Stored data:

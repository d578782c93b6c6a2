// HTTP API Error Types
use axum::{
    extract::rejection::JsonRejection,
    http::StatusCode,
    response::{IntoResponse, Response},
    Json,
};
use serde_json::{json, Value};

use crate::auth::password::PasswordError;
use crate::auth::TokenError;
use crate::database::StoreError;

/// Message returned for every internal failure; details only go to the log.
pub const INTERNAL_ERROR_MESSAGE: &str = "Internal server error";

/// HTTP API error with appropriate status codes and client-friendly messages
#[derive(Debug, Clone, PartialEq, Eq)]
pub enum ApiError {
    // 400 Bad Request
    InvalidJson(String),
    Validation(String),

    // 401 Unauthorized
    Unauthorized(String),

    // 404 Not Found (also used for resources owned by someone else)
    NotFound(String),

    // 409 Conflict
    Conflict(String),

    // 500 Internal Server Error. The detail is logged, never sent.
    Internal(String),
}

impl ApiError {
    /// Get HTTP status code
    pub fn status_code(&self) -> StatusCode {
        match self {
            ApiError::InvalidJson(_) | ApiError::Validation(_) => StatusCode::BAD_REQUEST,
            ApiError::Unauthorized(_) => StatusCode::UNAUTHORIZED,
            ApiError::NotFound(_) => StatusCode::NOT_FOUND,
            ApiError::Conflict(_) => StatusCode::CONFLICT,
            ApiError::Internal(_) => StatusCode::INTERNAL_SERVER_ERROR,
        }
    }

    /// Get client-safe error message
    pub fn message(&self) -> &str {
        match self {
            ApiError::InvalidJson(msg)
            | ApiError::Validation(msg)
            | ApiError::Unauthorized(msg)
            | ApiError::NotFound(msg)
            | ApiError::Conflict(msg) => msg,
            ApiError::Internal(_) => INTERNAL_ERROR_MESSAGE,
        }
    }

    /// Get error code for client handling
    pub fn error_code(&self) -> &'static str {
        match self {
            ApiError::InvalidJson(_) => "INVALID_JSON",
            ApiError::Validation(_) => "VALIDATION_ERROR",
            ApiError::Unauthorized(_) => "UNAUTHORIZED",
            ApiError::NotFound(_) => "NOT_FOUND",
            ApiError::Conflict(_) => "CONFLICT",
            ApiError::Internal(_) => "INTERNAL_SERVER_ERROR",
        }
    }

    /// Convert to JSON response body
    pub fn to_json(&self) -> Value {
        json!({
            "error": self.message(),
            "code": self.error_code()
        })
    }
}

impl ApiError {
    pub fn invalid_json(message: impl Into<String>) -> Self {
        ApiError::InvalidJson(message.into())
    }

    pub fn validation(message: impl Into<String>) -> Self {
        ApiError::Validation(message.into())
    }

    pub fn unauthorized(message: impl Into<String>) -> Self {
        ApiError::Unauthorized(message.into())
    }

    pub fn not_found(message: impl Into<String>) -> Self {
        ApiError::NotFound(message.into())
    }

    pub fn conflict(message: impl Into<String>) -> Self {
        ApiError::Conflict(message.into())
    }

    pub fn internal(detail: impl Into<String>) -> Self {
        ApiError::Internal(detail.into())
    }
}

impl From<StoreError> for ApiError {
    fn from(err: StoreError) -> Self {
        match err {
            StoreError::Conflict(msg) => ApiError::conflict(msg),
            other => ApiError::internal(format!("store error: {}", other)),
        }
    }
}

impl From<TokenError> for ApiError {
    fn from(err: TokenError) -> Self {
        match err {
            TokenError::Invalid(_) => ApiError::unauthorized("Invalid token"),
            other => ApiError::internal(other.to_string()),
        }
    }
}

impl From<PasswordError> for ApiError {
    fn from(err: PasswordError) -> Self {
        ApiError::internal(err.to_string())
    }
}

impl From<JsonRejection> for ApiError {
    fn from(rejection: JsonRejection) -> Self {
        ApiError::invalid_json(rejection.body_text())
    }
}

// Standard error trait implementations
impl std::fmt::Display for ApiError {
    fn fmt(&self, f: &mut std::fmt::Formatter<'_>) -> std::fmt::Result {
        match self {
            ApiError::Internal(detail) => write!(f, "internal error: {}", detail),
            other => write!(f, "{}", other.message()),
        }
    }
}

impl std::error::Error for ApiError {}

// Automatic HTTP response conversion for Axum
impl IntoResponse for ApiError {
    fn into_response(self) -> Response {
        if let ApiError::Internal(detail) = &self {
            tracing::error!("Internal error: {}", detail);
        }
        (self.status_code(), Json(self.to_json())).into_response()
    }
}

• _How to complete this task_
Starting from the first line of the records above, retype each line exactly up to and including the one that contains "use crate::auth::TokenError;", and nothing more.

• _Solution to this exercise_
repository d578782c93b6c6a2
// HTTP API Error Types
use axum::{
    extract::rejection::JsonRejection,
    http::StatusCode,
    response::{IntoResponse, Response},
    Json,
};
use serde_json::{json, Value};

use crate::auth::password::PasswordError;
use crate::auth::TokenError;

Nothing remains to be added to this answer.